What This Looks Like
The user asks for a format, but the instruction is too weak to reliably govern the output. The AI may follow the format partially, add extra text, omit required parts, change labels, reorder fields, or treat the requested structure as a loose preference instead of a contract.
Why It Matters
Weak format rules create unstable outputs. A human may still understand the answer, but a parser, reviewer, template, workflow, or downstream system may not be able to rely on it. This can lead to repeated prompt fixes instead of a stable output contract.
Structural Signal
A formatting constraint exists, but it does not fully declare what the output must include, exclude, preserve, or forbid.
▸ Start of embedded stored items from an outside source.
//! REST client for the Bridge research platform.
//!
//! `BridgeConnector` signs in once and attaches the resulting session token
//! to every later request as the `Bridge-Session` header. Relative URIs are
//! resolved against the platform base URL; absolute ones are used as given.

pub mod client;
pub mod error;
pub mod request;

pub use client::{BridgeConnector, BridgeConnectorBuilder, BASE_URL};
pub use error::BridgeError;
pub use request::{RequestOptions, ResponseBody};
use serde::{Deserialize, Serialize};
use serde_json::Value;

/// One participant as listed by `/v3/participants`.
///
/// Every field is optional; the server omits what it does not know.
#[derive(Debug, Clone, Default, PartialEq, Serialize, Deserialize)]
pub struct Participant {
    #[serde(rename = "createdOn")]
    pub created_on: Option<String>,
    pub email: Option<String>,
    #[serde(rename = "firstName")]
    pub first_name: Option<String>,
    pub id: Option<String>,
    #[serde(rename = "lastName")]
    pub last_name: Option<String>,
    pub status: Option<String>,
    #[serde(rename = "studyIdentifier")]
    pub study_identifier: Option<String>,
    #[serde(rename = "type")]
    pub kind: Option<String>,
}

// Response from GET /v3/participants
#[derive(Debug, Clone, Deserialize)]
pub struct ParticipantPage {
    pub total: u64,
    pub items: Vec<Value>,
}

#[cfg(test)]
mod tests {
    use super::*;

    #[test]
    fn test_parse_participant() {
        let json = r#"{"createdOn":"2015-03-09T17:30:00.000Z","email":"p1@example.org","firstName":"Pat","id":"aBc123","lastName":"Doe","status":"enabled","studyIdentifier":"parkinson","type":"StudyParticipant","roles":[]}"#;
        let p: Participant = serde_json::from_str(json).expect("Failed to parse participant");

        assert_eq!(p.id.as_deref(), Some("aBc123"));
        assert_eq!(p.kind.as_deref(), Some("StudyParticipant"));
        assert_eq!(p.study_identifier.as_deref(), Some("parkinson"));
        assert_eq!(p.first_name.as_deref(), Some("Pat"));
        assert_eq!(p.last_name.as_deref(), Some("Doe"));
    }

    #[test]
    fn test_missing_fields_are_none() {
        let p: Participant = serde_json::from_str(r#"{"email": "p2@example.org"}"#).unwrap();
        assert_eq!(
            p,
            Participant {
                email: Some("p2@example.org".into()),
                ..Default::default()
            }
        );
    }

    #[test]
    fn test_parse_page() {
        let page: ParticipantPage =
            serde_json::from_str(r#"{"total": 7, "items": [{"id": "a"}, {"id": "b"}], "offsetBy": 0}"#)
                .unwrap();
        assert_eq!(page.total, 7);
        assert_eq!(page.items.len(), 2);

        assert!(serde_json::from_str::<ParticipantPage>(r#"{"total": 0}"#).is_err());
        assert!(serde_json::from_str::<ParticipantPage>(r#"{"items": []}"#).is_err());
    }
}
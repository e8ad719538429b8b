//! Authentication module for Bridge sign-in.
//!
//! This module provides:
//! - `Credentials`: what is sent to `/v3/auth/signIn`
//! - `Session`: the decoded sign-in response, held in memory only
//! - `CredentialPrompt`: where credentials come from when none are configured
//! - `PasswordStore`: storage for "remember me", `CredentialStore` in the OS keychain

pub mod credentials;
pub mod prompt;
pub mod session;

pub use credentials::{CredentialStore, Credentials, PasswordStore};
pub use prompt::{CredentialPrompt, TerminalPrompt};
pub use session::Session;
//! bridge - command line access to the Bridge research platform.
//!
//! Signs in (explicit flags, then `~/.bridgeConfig`, then an interactive
//! prompt) and prints participant listings or raw API responses.

mod args;

use std::io::{self, Write};
use std::time::Duration;

use anyhow::{Context, Result};
use bridgeclient_core::{BridgeConnector, ConfigStore, RequestOptions, ResponseBody};
use clap::Parser;
use tracing::info;
use tracing_subscriber::{fmt, prelude::*, EnvFilter};

use args::{Cli, Command, OutputFormat};

/// Initialize the tracing subscriber for logging
fn init_tracing() {
    // Use RUST_LOG env var to control log level (e.g., RUST_LOG=debug)
    let filter = EnvFilter::try_from_default_env().unwrap_or_else(|_| EnvFilter::new("warn"));

    tracing_subscriber::registry()
        .with(fmt::layer().with_writer(io::stderr))
        .with(filter)
        .init();
}

fn main() -> Result<()> {
    // Load .env file if present (silently ignore if not found)
    let _ = dotenvy::dotenv();

    let cli = Cli::parse();
    init_tracing();

    let bridge = connect(&cli)?;
    info!(base_url = bridge.base_url(), "Connected to Bridge");

    let mut out = io::stdout().lock();
    match &cli.command {
        Command::Participants {
            start_date,
            end_date,
            format,
        } => {
            let table = bridge
                .participants(*start_date, *end_date)
                .context("Failed to fetch participants")?;
            match format {
                OutputFormat::Tsv => write!(out, "{}", table.to_tsv())?,
                OutputFormat::Json => {
                    serde_json::to_writer_pretty(&mut out, table.rows())?;
                    writeln!(out)?;
                }
            }
            info!(count = table.len(), "Participants written");
        }
        Command::Metadata { user_id } => {
            let metadata = bridge
                .participant_metadata(user_id)
                .with_context(|| format!("Failed to fetch metadata for {}", user_id))?;
            print_json(&mut out, &metadata)?;
        }
        Command::RequestInfo { user_id } => {
            let request_info = bridge
                .participant_info(user_id)
                .with_context(|| format!("Failed to fetch request info for {}", user_id))?;
            print_json(&mut out, &request_info)?;
        }
        Command::Get { uri } => {
            match bridge
                .get(uri, &RequestOptions::new())
                .with_context(|| format!("GET {} failed", uri))?
            {
                ResponseBody::Json(value) => print_json(&mut out, &value)?,
                ResponseBody::Text(text) => write!(out, "{}", text)?,
            }
        }
    }

    out.flush()?;
    Ok(())
}

fn connect(cli: &Cli) -> Result<BridgeConnector> {
    let http = reqwest::blocking::Client::builder().timeout(cli.timeout.map(Duration::from_secs));

    let mut builder = BridgeConnector::builder()
        .study(&cli.study)
        .account_type(&cli.account_type)
        .remember_me(cli.remember_me)
        .http_client(http.build().context("Failed to build HTTP client")?);

    if let Some(email) = &cli.email {
        builder = builder.email(email);
    }
    if let Some(password) = &cli.password {
        builder = builder.password(password);
    }
    if let Some(base_url) = &cli.base_url {
        builder = builder.base_url(base_url);
    }
    if let Some(config) = &cli.config {
        builder = builder.config(ConfigStore::new(config.clone()));
    }

    builder.connect().context("Failed to sign in to Bridge")
}

fn print_json(out: &mut impl Write, value: &serde_json::Value) -> Result<()> {
    serde_json::to_writer_pretty(&mut *out, value)?;
    writeln!(out)?;
    Ok(())
}
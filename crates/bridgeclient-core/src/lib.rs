//! Client library for the Bridge research-data platform.
//!
//! ```no_run
//! use bridgeclient_core::BridgeConnector;
//!
//! # fn main() -> Result<(), bridgeclient_core::BridgeError> {
//! let bridge = BridgeConnector::builder()
//!     .email("researcher@example.org")
//!     .password("secret")
//!     .connect()?;
//!
//! let participants = bridge.participants(None, None)?;
//! println!("{} participants", participants.len());
//! # Ok(())
//! # }
//! ```

pub mod api;
pub mod auth;
pub mod config;
pub mod models;

pub use api::{BridgeConnector, BridgeConnectorBuilder, BridgeError, RequestOptions, ResponseBody};
pub use auth::{CredentialPrompt, CredentialStore, PasswordStore, Session, TerminalPrompt};
pub use config::ConfigStore;
pub use models::{Participant, ParticipantTable};
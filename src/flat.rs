//! # FlatNotepad: The Reference-Indexed Projection
//!
//! A [`FlatNotepad`] is a derived, denormalized view of a [`Notepad`]: two
//! ref-keyed maps (minimal section descriptors and full notes) plus the
//! notepad's title, stamp, and in-use asset list. It gives O(1) lookup by
//! `internalRef`, feeds the search index, and reconstructs back into a
//! full tree via [`FlatNotepad::to_notepad`].
//!
//! ## Ordering
//!
//! Both maps are [`IndexMap`]s, so they iterate in depth-first insertion
//! order. That choice makes the round-trip law exact: for any notepad `n`,
//! `n.flatten().to_notepad()` preserves the set of refs, every
//! parent/child edge, sibling order within each level, and note contents.
//!
//! ## Reconstruction
//!
//! Flat maps carry no nesting, only `parentRef` links, and nothing
//! guarantees parents precede children in iteration order. `to_notepad`
//! therefore resolves the whole parent graph first (group by parent, then
//! attach recursively from the roots). Corrupt input fails fast rather
//! than silently dropping or re-homing nodes:
//!
//! - a `parentRef` naming no known section → [`NotepadError::UnresolvedParent`]
//! - a note without an owning section → [`NotepadError::DetachedNote`]
//! - sections that resolve but can never reach the root (a `parentRef`
//!   cycle) → [`NotepadError::UnreachableSections`]
//!
//! A FlatNotepad holds no ownership responsibility toward assets; only the
//! UUID list travels through the projection.

use std::collections::HashMap;

use chrono::{DateTime, Utc};
use indexmap::IndexMap;
use serde::{Deserialize, Serialize};
use uuid::Uuid;

use crate::error::{NotepadError, Result};
use crate::model::{InternalRef, Note, Notepad, Section};

/// Minimal descriptor for one section: enough to rebuild the tree shape,
/// nothing more.
#[derive(Debug, Clone, PartialEq, Eq, Serialize, Deserialize)]
pub struct FlatSection {
    pub title: String,
    #[serde(rename = "internalRef")]
    pub internal_ref: InternalRef,
    /// Present only when the parent is itself a section; top-level
    /// sections carry `None`.
    #[serde(rename = "parentRef", skip_serializing_if = "Option::is_none", default)]
    pub parent_ref: Option<InternalRef>,
}

/// The flattened projection of a [`Notepad`].
#[derive(Debug, Clone, PartialEq, Serialize, Deserialize)]
pub struct FlatNotepad {
    pub title: String,
    #[serde(rename = "lastModified")]
    pub last_modified: DateTime<Utc>,
    pub sections: IndexMap<InternalRef, FlatSection>,
    pub notes: IndexMap<InternalRef, Note>,
    #[serde(rename = "notepadAssets")]
    pub notepad_assets: Vec<Uuid>,
}

impl FlatNotepad {
    /// An empty projection, for incremental building during import.
    pub fn new(title: impl Into<String>, last_modified: DateTime<Utc>) -> Self {
        Self {
            title: title.into(),
            last_modified,
            sections: IndexMap::new(),
            notes: IndexMap::new(),
            notepad_assets: Vec::new(),
        }
    }

    /// Returns a new projection with `section` recorded under its own ref.
    pub fn add_section(&self, section: FlatSection) -> FlatNotepad {
        let mut next = self.clone();
        next.sections.insert(section.internal_ref.clone(), section);
        next
    }

    /// Returns a new projection with `note` recorded under its own ref.
    /// The note's `parent` field is trusted as the owning section link.
    pub fn add_note(&self, note: Note) -> FlatNotepad {
        let mut next = self.clone();
        next.notes.insert(note.internal_ref.clone(), note);
        next
    }

    /// Rebuilds the full tree from the two flat maps, using only
    /// `internalRef`/`parentRef` links.
    pub fn to_notepad(&self) -> Result<Notepad> {
        // Pass 1: resolve the parent graph. Children grouped per parent,
        // preserving flat insertion order within each group.
        let mut child_sections: HashMap<Option<&str>, Vec<&FlatSection>> = HashMap::new();
        for flat in self.sections.values() {
            if let Some(parent_ref) = &flat.parent_ref {
                if !self.sections.contains_key(parent_ref) {
                    return Err(NotepadError::UnresolvedParent(parent_ref.clone()));
                }
            }
            child_sections
                .entry(flat.parent_ref.as_deref())
                .or_default()
                .push(flat);
        }

        let mut notes_by_section: HashMap<&str, Vec<&Note>> = HashMap::new();
        for note in self.notes.values() {
            let parent_ref = note
                .parent
                .as_deref()
                .ok_or_else(|| NotepadError::DetachedNote(note.internal_ref.clone()))?;
            if !self.sections.contains_key(parent_ref) {
                return Err(NotepadError::UnresolvedParent(parent_ref.to_string()));
            }
            notes_by_section.entry(parent_ref).or_default().push(note);
        }

        // Pass 2: attach from the roots down.
        let mut notepad = Notepad {
            title: self.title.clone(),
            last_modified: self.last_modified,
            sections: Vec::new(),
            assets: Vec::new(),
            notepad_assets: self.notepad_assets.clone(),
        };
        let mut attached = 0usize;
        for root in child_sections.get(&None).cloned().unwrap_or_default() {
            let section = build_section(root, &child_sections, &notes_by_section, &mut attached);
            notepad = notepad.add_section(section);
        }

        // Every ref resolved, but nodes trapped in a parentRef cycle can
        // still never reach the root. Refuse the partial tree.
        if attached != self.sections.len() {
            let orphaned = self.sections.len() - attached;
            log::warn!(
                "flat notepad {:?}: {} sections unreachable from the root",
                self.title,
                orphaned
            );
            return Err(NotepadError::UnreachableSections(orphaned));
        }

        Ok(notepad)
    }
}

fn build_section(
    flat: &FlatSection,
    child_sections: &HashMap<Option<&str>, Vec<&FlatSection>>,
    notes_by_section: &HashMap<&str, Vec<&Note>>,
    attached: &mut usize,
) -> Section {
    *attached += 1;
    let mut section = Section::with_ref(flat.title.clone(), flat.internal_ref.clone());
    let children = child_sections
        .get(&Some(flat.internal_ref.as_str()))
        .cloned()
        .unwrap_or_default();
    for child in children {
        let built = build_section(child, child_sections, notes_by_section, attached);
        section = section.add_section(built);
    }
    if let Some(notes) = notes_by_section.get(flat.internal_ref.as_str()) {
        for note in notes {
            section = section.add_note((*note).clone());
        }
    }
    section
}

impl Notepad {
    /// Projects this notepad into its flat form with a depth-first walk.
    pub fn flatten(&self) -> FlatNotepad {
        let mut flat = FlatNotepad::new(self.title.clone(), self.last_modified);
        flat.notepad_assets = self.notepad_assets.clone();
        for section in &self.sections {
            flatten_section(section, None, &mut flat);
        }
        flat
    }
}

fn flatten_section(section: &Section, parent_ref: Option<&InternalRef>, flat: &mut FlatNotepad) {
    flat.sections.insert(
        section.internal_ref.clone(),
        FlatSection {
            title: section.title.clone(),
            internal_ref: section.internal_ref.clone(),
            parent_ref: parent_ref.cloned(),
        },
    );
    for note in &section.notes {
        let mut note = note.clone();
        // Record the owning section as the note's parent link, whatever
        // the note carried before.
        note.parent = Some(section.internal_ref.clone());
        flat.notes.insert(note.internal_ref.clone(), note);
    }
    for child in &section.sections {
        flatten_section(child, Some(&section.internal_ref), flat);
    }
}
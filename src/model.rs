//! # Domain Model: The Persistent Notepad Tree
//!
//! This module defines the core data structures: [`Notepad`], [`Section`],
//! [`Note`], [`Source`], and [`Asset`].
//!
//! ## Value-Oriented Mutation
//!
//! Every entity is an immutable value. "Mutation" (`add_section`,
//! `add_note`, `add_element`, `add_source`, `add_asset`, `touch`) takes
//! `&self` and returns a new value; the receiver is never altered, so any
//! reader holding an older version is unaffected by later edits. The one
//! deliberate sharing point is [`Asset`] payloads, which are `Arc`-backed
//! and never copied when the surrounding tree is cloned.
//!
//! ## Identity: `internalRef`
//!
//! Every Section and Note carries an [`InternalRef`], minted once at
//! creation and preserved across every update. It is the only stable
//! cross-representation identity — titles are not unique and must never be
//! used as keys.
//!
//! ## Parent Back-References
//!
//! `Section.parent` / `Note.parent` hold the *owning section's* ref
//! (`None` for top-level sections). They are navigation hints, not
//! ownership edges: ownership flows strictly downward (Notepad → Section →
//! Note). Because the link is a ref rather than a pointer, and refs never
//! change across versions, a copy-on-write update of an ancestor cannot
//! leave a descendant's link stale. `add_section`/`add_note` still assign
//! the child's link from the receiver, so the invariant holds locally:
//! a child's `parent` always names the node whose children vec holds it.
//!
//! ## Timestamps
//!
//! `Notepad.last_modified` advances only through explicit [`Notepad::touch`]
//! / [`Notepad::modified`] calls. Structural edits never move it; the
//! search staleness contract in [`crate::search`] depends on that.

use std::sync::Arc;

use chrono::{DateTime, Utc};
use once_cell::sync::Lazy;
use regex::Regex;
use serde::{Deserialize, Serialize};
use uuid::Uuid;

use crate::element::NoteElement;

/// Stable identifier for a Section or Note, minted once and never
/// regenerated by any clone/update operation.
///
/// A string rather than a [`Uuid`] so refs restored from historic
/// serialized shells survive byte-for-byte.
pub type InternalRef = String;

pub(crate) fn mint_ref() -> InternalRef {
    Uuid::new_v4().to_string()
}

// A hashtag token: `#` followed by word characters or hyphens.
static HASHTAG: Lazy<Regex> =
    Lazy::new(|| Regex::new(r"#[A-Za-z0-9_-]+").expect("valid hashtag regex"));

/// A bibliography entry on a [`Note`].
#[derive(Debug, Clone, PartialEq, Eq, Serialize, Deserialize)]
pub struct Source {
    pub id: usize,
    pub item: String,
}

/// Identity plus an immutable binary payload, referenced by UUID from
/// note elements via the asset sentinel contract.
///
/// The payload is `Arc`-backed: cloning a Notepad (which every
/// copy-on-write operation does) shares the bytes, it never copies them.
#[derive(Debug, Clone, PartialEq, Eq)]
pub struct Asset {
    pub uuid: Uuid,
    pub data: Arc<[u8]>,
}

impl Asset {
    pub fn new(data: impl Into<Arc<[u8]>>) -> Self {
        Self {
            uuid: Uuid::new_v4(),
            data: data.into(),
        }
    }

    /// For import paths where the asset identity already exists externally.
    pub fn with_uuid(uuid: Uuid, data: impl Into<Arc<[u8]>>) -> Self {
        Self {
            uuid,
            data: data.into(),
        }
    }
}

/// A leaf document unit: title, timestamp, ordered elements, and an
/// ordered bibliography.
#[derive(Debug, Clone, PartialEq, Serialize, Deserialize)]
pub struct Note {
    pub title: String,
    pub time: DateTime<Utc>,
    #[serde(rename = "internalRef")]
    pub internal_ref: InternalRef,
    /// Ref of the owning section. Navigation only; rebuilt by structural
    /// operations, never dereferenced as an ownership edge.
    #[serde(skip_serializing_if = "Option::is_none", default)]
    pub parent: Option<InternalRef>,
    pub elements: Vec<NoteElement>,
    pub bibliography: Vec<Source>,
}

impl Note {
    pub fn new(title: impl Into<String>) -> Self {
        Self::with_ref(title, mint_ref())
    }

    /// For restore paths where the ref already exists.
    pub fn with_ref(title: impl Into<String>, internal_ref: InternalRef) -> Self {
        Self {
            title: title.into(),
            time: Utc::now(),
            internal_ref,
            parent: None,
            elements: Vec::new(),
            bibliography: Vec::new(),
        }
    }

    /// Returns a new note with `element` appended. The receiver is unchanged.
    pub fn add_element(&self, element: NoteElement) -> Note {
        let mut next = self.clone();
        next.elements.push(element);
        next
    }

    /// Returns a new note with `source` appended to the bibliography.
    pub fn add_source(&self, source: Source) -> Note {
        let mut next = self.clone();
        next.bibliography.push(source);
        next
    }

    /// All hashtag tokens across this note's element contents, in order of
    /// appearance. Duplicates are retained; buckets in the search index
    /// deduplicate, the note itself does not.
    pub fn get_hashtags(&self) -> Vec<String> {
        let mut tags = Vec::new();
        for element in &self.elements {
            for found in HASHTAG.find_iter(&element.content) {
                tags.push(found.as_str().to_string());
            }
        }
        tags
    }

    /// Matches this note against a query.
    ///
    /// - empty query: every note matches;
    /// - `#`-prefixed: exact token match against [`Note::get_hashtags`]
    ///   (a hashtag prefix does not match);
    /// - anything else: case-insensitive substring match on the title.
    pub fn search(&self, query: &str) -> Option<&Note> {
        if query.is_empty() {
            return Some(self);
        }
        let matched = if query.starts_with('#') {
            self.get_hashtags().iter().any(|tag| tag == query)
        } else {
            self.title.to_lowercase().contains(&query.to_lowercase())
        };
        matched.then_some(self)
    }
}

/// An internal tree node: ordered child sections and notes.
#[derive(Debug, Clone, PartialEq, Serialize, Deserialize)]
pub struct Section {
    pub title: String,
    #[serde(rename = "internalRef")]
    pub internal_ref: InternalRef,
    /// Ref of the parent section; `None` when owned directly by the
    /// notepad root. Navigation only.
    #[serde(skip_serializing_if = "Option::is_none", default)]
    pub parent: Option<InternalRef>,
    pub sections: Vec<Section>,
    pub notes: Vec<Note>,
}

impl Section {
    pub fn new(title: impl Into<String>) -> Self {
        Self::with_ref(title, mint_ref())
    }

    /// For restore paths where the ref already exists.
    pub fn with_ref(title: impl Into<String>, internal_ref: InternalRef) -> Self {
        Self {
            title: title.into(),
            internal_ref,
            parent: None,
            sections: Vec::new(),
            notes: Vec::new(),
        }
    }

    /// Returns a new section with `section` appended as a child, its
    /// back-reference pointing at the receiver. Insertion-ordered.
    pub fn add_section(&self, section: Section) -> Section {
        let mut next = self.clone();
        let mut child = section;
        child.parent = Some(next.internal_ref.clone());
        next.sections.push(child);
        next
    }

    /// Returns a new section with `note` appended, its back-reference
    /// pointing at the receiver.
    pub fn add_note(&self, note: Note) -> Section {
        let mut next = self.clone();
        let mut child = note;
        child.parent = Some(next.internal_ref.clone());
        next.notes.push(child);
        next
    }
}

/// The root aggregate: title, last-modified stamp, top-level sections,
/// assets, and the list of asset UUIDs considered in use.
#[derive(Debug, Clone, PartialEq, Serialize, Deserialize)]
pub struct Notepad {
    pub title: String,
    #[serde(rename = "lastModified")]
    pub last_modified: DateTime<Utc>,
    pub sections: Vec<Section>,
    /// Binary payloads are external collaborators' concern; they never
    /// travel with the serialized tree.
    #[serde(skip)]
    pub assets: Vec<Asset>,
    #[serde(rename = "notepadAssets")]
    pub notepad_assets: Vec<Uuid>,
}

impl Notepad {
    pub fn new(title: impl Into<String>) -> Self {
        Self {
            title: title.into(),
            last_modified: Utc::now(),
            sections: Vec::new(),
            assets: Vec::new(),
            notepad_assets: Vec::new(),
        }
    }

    /// Returns a new notepad with `section` appended at the top level.
    /// Top-level sections carry no parent ref; their owner is the root.
    pub fn add_section(&self, section: Section) -> Notepad {
        let mut next = self.clone();
        let mut child = section;
        child.parent = None;
        next.sections.push(child);
        next
    }

    /// Returns a new notepad holding `asset` and marking its UUID in use.
    pub fn add_asset(&self, asset: Asset) -> Notepad {
        let mut next = self.clone();
        next.notepad_assets.push(asset.uuid);
        next.assets.push(asset);
        next
    }

    /// Returns a new notepad stamped with `at`. The only way
    /// `last_modified` ever moves; structural edits never touch it.
    pub fn touch(&self, at: DateTime<Utc>) -> Notepad {
        let mut next = self.clone();
        next.last_modified = at;
        next
    }

    /// [`Notepad::touch`] with the current instant.
    pub fn modified(&self) -> Notepad {
        self.touch(Utc::now())
    }
}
The issue is not merely noncompliance; it is that the rule itself does not provide enough structure to enforce the desired form.
Common Triggers
- The prompt says “use this format” without defining required fields
- Examples are treated as suggestions instead of constraints
- The output rule does not forbid commentary or extra sections
- Required ordering, labels, or field behavior is not declared
- The format depends on implied expectations from prior context
- The user expects strict structure but gives natural-language guidance
When to Use This Issue
Use this Issue when the output format fails because the rule governing it is too vague, incomplete, optional, or under-specified to reliably produce the expected structure.
When Not to Use This Issue
Do not use this Issue when the format rule is clear and the AI simply violates it. Do not use it when the issue is a specific missing field, wrong type, or parser failure unless the root problem is the weak rule.